In eukaryotes, RNA polymerase II (PolII) dependent gene expression requires accessory factors termed transcriptional coregulators. One coregulator that universally contributes to PolII-dependent transcription is the Mediator, a multisubunit complex that is targeted by many transcriptional regulatory factors. For example, the Caenorhabditis elegans Mediator subunit MDT-15 confers the regulatory actions of the sterol response element binding protein SBP-1 and the nuclear hormone receptor NHR-49 on fatty acid metabolism. Here, we demonstrate that MDT-15 displays a broader spectrum of activities, and that it integrates metabolic responses to materials ingested by C. elegans. Depletion of MDT-15 protein or mutation of the mdt-15 gene abrogated induction of specific detoxification genes in response to certain xenobiotics or heavy metals, rendering these animals hypersensitive to toxin exposure.

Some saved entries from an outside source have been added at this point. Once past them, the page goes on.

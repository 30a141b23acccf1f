#![allow(dead_code)]

use std::hash::{BuildHasher, Hasher};
use std::sync::mpsc;
use std::time::Duration;

use compute_cache::{AsyncCache, Cache, CacheBuilder, EvictionReason};

// A custom hasher that allows us to control which shard a key is assigned to.
// It simply uses the integer value of the key as its hash.
// For a 4-shard cache:
// - key 0 -> shard 0 (0 & 3 = 0)
// - key 1 -> shard 1 (1 & 3 = 1)
// - key 4 -> shard 0 (4 & 3 = 0)
#[derive(Clone, Default)]
pub struct ShardControllingHasher;
impl BuildHasher for ShardControllingHasher {
  type Hasher = TestHasher;
  fn build_hasher(&self) -> Self::Hasher {
    TestHasher(0)
  }
}
pub struct TestHasher(u64);
impl Hasher for TestHasher {
  fn finish(&self) -> u64 {
    self.0
  }
  fn write(&mut self, _: &[u8]) {
    unimplemented!()
  }
  fn write_i32(&mut self, i: i32) {
    self.0 = i as u64;
  }
}

pub fn build_test_cache(shards: usize) -> Cache<i32, String, ShardControllingHasher> {
  CacheBuilder::new()
    .shards(shards)
    .hasher(ShardControllingHasher)
    .build()
    .unwrap()
}

// Helper to build a bounded cache for testing purposes.
pub fn build_test_cache_with_cap(
  shards: usize,
  capacity: u64,
) -> Cache<i32, String, ShardControllingHasher> {
  CacheBuilder::new()
    .shards(shards)
    .capacity(capacity)
    .hasher(ShardControllingHasher)
    .build()
    .unwrap()
}

pub fn build_test_async_cache(shards: usize) -> AsyncCache<i32, String, ShardControllingHasher> {
  CacheBuilder::new()
    .shards(shards)
    .hasher(ShardControllingHasher)
    .build_async()
    .unwrap()
}

/// Collects the listener notifications received within `timeout`.
pub fn drain_notifications<K, V>(
  receiver: &mpsc::Receiver<(K, V, EvictionReason)>,
  expected: usize,
  timeout: Duration,
) -> Vec<(K, V, EvictionReason)> {
  let mut received = Vec::new();
  while received.len() < expected {
    match receiver.recv_timeout(timeout) {
      Ok(notification) => received.push(notification),
      Err(_) => break,
    }
  }
  received
}

/// Installs a test subscriber so `RUST_LOG` shows the cache's tracing output.
pub fn init_tracing() {
  let _ = tracing_subscriber::fmt()
    .with_env_filter(tracing_subscriber::EnvFilter::from_default_env())
    .with_test_writer()
    .try_init();
}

Intriguingly, MDT-15 appeared to selectively affect stress responses related to ingestion, as MDT-15 functional defects did not abrogate other stress responses, e.g., thermotolerance. Together with our previous finding that MDT-15:NHR-49 regulatory complexes coordinate a sector of the fasting response, we propose a model whereby MDT-15 integrates several transcriptional regulatory pathways to monitor both the availability and quality of ingested materials, including nutrients and xenobiotic compounds.